Devant lui, je reste perplexe. J'avais exprimé ma préférence pour Pauline Marois. Mais devant les nécessités de l'époque, je n'ai guère envie de chicaner sur le choix des partisans péquistes. Le moins qu'on puisse dire, c'est qu'ils ont eu de l'audace. Et de l'audace, il en faudra au cours des prochaines années, non seulement pour faire un pays souverain, mais aussi pour faire face au choc démographique, réinventer l'État-providence, renouveler notre économie dans un contexte de mondialisation, combattre le cynisme...
Il ne s'agit pas ici de «donner la chance au coureur». Mais de prendre la mesure de l'objectif fixé par le nouveau chef du Parti québécois. Il faut remettre en marche le Québec révolutionnaire tranquille, le Québec créatif, lucide et solidaire, capable de faire front.
Seul, André Boisclair ne pourra rien. J'interprète sa déclaration comme une invitation. Je note que les factions adverses au sein du parti se rallient de bonne grâce.
Je salue en particulier la magnanimité et le sens de l'État de l'une de nos meilleures femmes politiques, madame Pauline Marois, qui semble décidée à rester dans les rangs lors des prochaines élections. André Boisclair aura besoin d'elle. J'espère qu'il le croit lorsqu'il le dit.
J'ai eu peur, un moment, que le PQ se scinde, les gauchistes se ruant sur l'Option citoyenne, les droitistes sur l'ADQ. Si cela se produisait, les prochaines élections n'auraient guère de sens. Il faut que les électeurs aient un choix réel entre le gouvernement sortant et une opposition solide pour qu'ils daignent exercer leur droit de vote.
***
L'autre phrase que j'ai retenue du discours de M. Boisclair porte sur les vraies choses de la vie. Je cite de mémoire : «La loi de l'offre et de la demande ne doit pas dicter les règles d'accès aux services publics.» Je présume qu'il parlait de santé et d'éducation. Il doit maintenant adapter cette maxime aux dossiers particuliers que l'actualité met sur son chemin.

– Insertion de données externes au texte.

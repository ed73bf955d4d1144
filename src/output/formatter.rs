use std::io::IsTerminal;

use owo_colors::OwoColorize;
use serde::Serialize;

use crate::address::Address;
use crate::scoring::{DaysActiveSource, ScoreResult};

/// Currency symbols used in summaries and reports.
#[derive(Debug, Clone, PartialEq, Eq)]
pub struct Labels {
    pub native: String,
    pub stablecoin: String,
}

impl Default for Labels {
    fn default() -> Self {
        Self {
            native: "ETH".to_string(),
            stablecoin: "USDC".to_string(),
        }
    }
}

/// 200 body of `GET /check-wallet`. Field order is the wire order.
#[derive(Debug, Clone, Serialize, PartialEq)]
pub struct CheckWalletResponse {
    pub address: String,
    pub stats: StatsBody,
    pub allocation: AllocationBody,
    pub summary: String,
}

#[derive(Debug, Clone, Serialize, PartialEq)]
#[serde(rename_all = "camelCase")]
pub struct StatsBody {
    pub total_transactions: u64,
    pub eth_transactions: u64,
    pub usdc_transactions: u64,
    pub eth_volume: String,
    pub usdc_volume: String,
    pub contracts_deployed: u64,
    pub days_active: u64,
    pub current_balance: String,
}

#[derive(Debug, Clone, Serialize, PartialEq)]
pub struct AllocationBody {
    pub tokens: String,
    pub points: String,
}

pub fn build_response(
    address: &Address,
    result: &ScoreResult,
    labels: &Labels,
) -> CheckWalletResponse {
    let stats = &result.stats;
    CheckWalletResponse {
        address: address.to_string(),
        stats: StatsBody {
            total_transactions: stats.total_transactions,
            eth_transactions: stats.native_transactions,
            usdc_transactions: stats.stablecoin_transfers,
            eth_volume: format!("{:.4}", stats.native_volume),
            usdc_volume: format!("{:.2}", stats.stablecoin_volume),
            contracts_deployed: stats.contracts_deployed,
            days_active: stats.days_active,
            current_balance: format!("{:.4}", stats.current_balance),
        },
        allocation: AllocationBody {
            tokens: format_tokens(result.tokens),
            points: format!("{:.2}", result.points),
        },
        summary: summary_line(result, labels),
    }
}

/// One-line human summary, e.g.
/// "100 transactions • 1.50 ETH • 0.00 USDC • 0 contracts • 67 days active"
pub fn summary_line(result: &ScoreResult, labels: &Labels) -> String {
    let stats = &result.stats;
    format!(
        "{} transactions • {:.2} {} • {:.2} {} • {} contracts • {} days active",
        stats.total_transactions,
        stats.native_volume,
        labels.native,
        stats.stablecoin_volume,
        labels.stablecoin,
        stats.contracts_deployed,
        stats.days_active
    )
}

/// Token amount with en-US digit grouping ("6,912,500").
pub fn format_tokens(tokens: u64) -> String {
    group_thousands(tokens)
}

pub fn group_thousands(value: u64) -> String {
    let digits = value.to_string();
    let mut out = String::with_capacity(digits.len() + digits.len() / 3);
    for (i, c) in digits.chars().enumerate() {
        if i > 0 && (digits.len() - i) % 3 == 0 {
            out.push(',');
        }
        out.push(c);
    }
    out
}

/// Check if stdout is a TTY (for auto-detecting color support)
pub fn should_use_colors() -> bool {
    std::io::stdout().is_terminal()
}

/// Multi-line terminal report for the `check` command.
pub fn format_report(
    address: &Address,
    result: &ScoreResult,
    labels: &Labels,
    scoring_version: &str,
    use_colors: bool,
) -> String {
    let stats = &result.stats;
    let days_note = match result.days_source {
        DaysActiveSource::History => "from history",
        DaysActiveSource::Estimated => "estimated",
    };

    let mut lines = Vec::new();
    if use_colors {
        lines.push(format!("{}", address.as_str().bold()));
    } else {
        lines.push(address.to_string());
    }
    lines.push(format!("  Transactions: {}", stats.total_transactions));
    lines.push(format!("  Volume: {:.4} {}", stats.native_volume, labels.native));
    lines.push(format!("  {} volume: {:.2}", labels.stablecoin, stats.stablecoin_volume));
    lines.push(format!("  Contracts: {}", stats.contracts_deployed));
    lines.push(format!("  Days active: {} ({})", stats.days_active, days_note));
    lines.push(format!("  Balance: {:.4} {}", stats.current_balance, labels.native));
    lines.push(format!("  Score breakdown (weights {}):", scoring_version));
    for factor in &result.factors {
        let points = format!("{:>10.2}", factor.points);
        if use_colors {
            lines.push(format!(
                "    {} {:<12} {}",
                points.cyan(),
                factor.label,
                factor.description.dimmed()
            ));
        } else {
            lines.push(format!("    {} {:<12} {}", points, factor.label, factor.description));
        }
    }

    let points = format!("{:.2}", result.points);
    let tokens = format_tokens(result.tokens);
    if use_colors {
        lines.push(format!("  Points: {}", points.bold()));
        lines.push(format!("  Allocation: {} tokens", tokens.green().bold()));
    } else {
        lines.push(format!("  Points: {}", points));
        lines.push(format!("  Allocation: {} tokens", tokens));
    }

    lines.join("\n")
}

Bien sûr, on s'attendrait à ce qu'il emboîte le pas de ses députés qui s'opposent à l'introduction de l'assurance privée pour les soins médicaux et hospitaliers que propose le ministre de la Santé et des Services sociaux, Philippe Couillard, dans la foulée du jugement Chaoulli. Au lieu de cela, il a esquivé les questions sur ce sujet l'autre soir à la télévision, se réfugiant maladroitement derrière le déséquilibre fiscal et reportant après la souveraineté la résolution de ce débat.
Mais de lui, on attend encore davantage qu'un simple rejet du privé (le privé représente déjà 30 % des dépenses de santé au Québec). On voudrait qu'il nous dise quelle sera, selon lui, la meilleure façon d'organiser et de financer les services de santé dans l'avenir pour assurer l'équité entre les générations sans pour autant que «la loi de l'offre et la demande» régisse l'accès aux services.

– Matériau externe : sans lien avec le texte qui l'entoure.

use anyhow::{bail, Result};

/// Numeric range used by balance buckets.
#[derive(Debug, Clone, PartialEq)]
pub enum RangeOp {
    LessThan(f64),
    LessEqual(f64),
    GreaterThan(f64),
    GreaterEqual(f64),
    Equal(f64),
    Between(f64, f64), // Inclusive range: N-M
}

impl RangeOp {
    pub fn parse(s: &str) -> Result<Self> {
        let s = s.trim();
        let op = if let Some(val) = s.strip_prefix(">=") {
            RangeOp::GreaterEqual(parse_bound(val)?)
        } else if let Some(val) = s.strip_prefix("<=") {
            RangeOp::LessEqual(parse_bound(val)?)
        } else if let Some(val) = s.strip_prefix('>') {
            RangeOp::GreaterThan(parse_bound(val)?)
        } else if let Some(val) = s.strip_prefix('<') {
            RangeOp::LessThan(parse_bound(val)?)
        } else if s.contains('-') && !s.starts_with('-') {
            // Range format: "100-500"
            let parts: Vec<&str> = s.split('-').collect();
            if parts.len() != 2 {
                bail!("Invalid range format: {}", s)
            }
            let low = parse_bound(parts[0])?;
            let high = parse_bound(parts[1])?;
            if low > high {
                bail!("Range lower bound exceeds upper bound: {}", s)
            }
            RangeOp::Between(low, high)
        } else {
            RangeOp::Equal(parse_bound(s)?)
        };
        Ok(op)
    }

    pub fn matches(&self, value: f64) -> bool {
        match self {
            RangeOp::LessThan(n) => value < *n,
            RangeOp::LessEqual(n) => value <= *n,
            RangeOp::GreaterThan(n) => value > *n,
            RangeOp::GreaterEqual(n) => value >= *n,
            RangeOp::Equal(n) => value == *n,
            RangeOp::Between(low, high) => value >= *low && value <= *high,
        }
    }
}

fn parse_bound(s: &str) -> Result<f64> {
    let value: f64 = s.trim().parse()?;
    if !value.is_finite() || value < 0.0 {
        bail!("Range bound must be a non-negative number: {}", s.trim())
    }
    Ok(value)
}

#[cfg(test)]
mod tests {
    use super::*;

    #[test]
    fn test_parse_range_less_than() {
        let range = RangeOp::parse("<100").unwrap();
        assert!(range.matches(50.0));
        assert!(!range.matches(100.0));
        assert!(!range.matches(150.0));
    }

    #[test]
    fn test_parse_range_less_equal() {
        let range = RangeOp::parse("<=100").unwrap();
        assert!(range.matches(100.0));
        assert!(!range.matches(100.01));
    }

    #[test]
    fn test_parse_range_greater_than() {
        let range = RangeOp::parse(">50").unwrap();
        assert!(!range.matches(50.0));
        assert!(range.matches(50.000001));
        assert!(range.matches(1_000.0));
    }

    #[test]
    fn test_parse_range_greater_equal() {
        let range = RangeOp::parse(">= 50").unwrap();
        assert!(!range.matches(49.99));
        assert!(range.matches(50.0));
    }

    #[test]
    fn test_parse_range_equal() {
        let range = RangeOp::parse("0").unwrap();
        assert!(range.matches(0.0));
        assert!(!range.matches(0.01));
    }

    #[test]
    fn test_parse_range_between() {
        let range = RangeOp::parse("10.5-500").unwrap();
        assert!(!range.matches(10.0));
        assert!(range.matches(10.5));
        assert!(range.matches(500.0));
        assert!(!range.matches(500.5));
    }

    #[test]
    fn test_parse_range_invalid() {
        assert!(RangeOp::parse("abc").is_err());
        assert!(RangeOp::parse(">").is_err());
        assert!(RangeOp::parse("1-2-3").is_err());
        assert!(RangeOp::parse("500-100").is_err());
        assert!(RangeOp::parse("-5").is_err());
        assert!(RangeOp::parse(">NaN").is_err());
    }
}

D'autres sujets devraient lui permettre de montrer qui il est vraiment.
Depuis des semaines, dans l'ombre, le député péquiste Camil Bouchard, l'un des meilleurs experts de la petite enfance au Québec (il était l'auteur du rapport Un Québec fou de ses enfants), se bat, avec l'appui du milieu, pour empêcher l'adoption d'un projet de loi sur les services de garde qui est en train de dénaturer l'une des plus belles innovations sociales québécoises des dernières années, les centres de la petite enfance (CPE).
L'un des risques que fait courir cette loi est de faciliter la privatisation et à la commercialisation des services de garde en milieu familial.
M. Boisclair, sur qui sont braqués tous les projecteurs, pourrait en faire son premier cheval de bataille. Très concret. Très proche des besoins des Québécois d'aujourd'hui. Lié au défi démographique. En lien direct avec son engagement en faveur de l'éducation.
Ce sujet est d'autant plus indiqué qu'il pourrait associer à cette campagne non seulement le député Camil Bouchard, mais aussi Pauline Marois, puisque c'est elle qui a mis les CPE au monde lorsqu'elle était ministre de l'Éducation et de la Famille.
André Boisclair a lancé un train. La réaction de ses adversaires montre qu'ils sont inquiets. Il doit convaincre de sa solidité et de sa... grandeur. C'est dans l'action qu'il y parviendra ou qu'il échouera.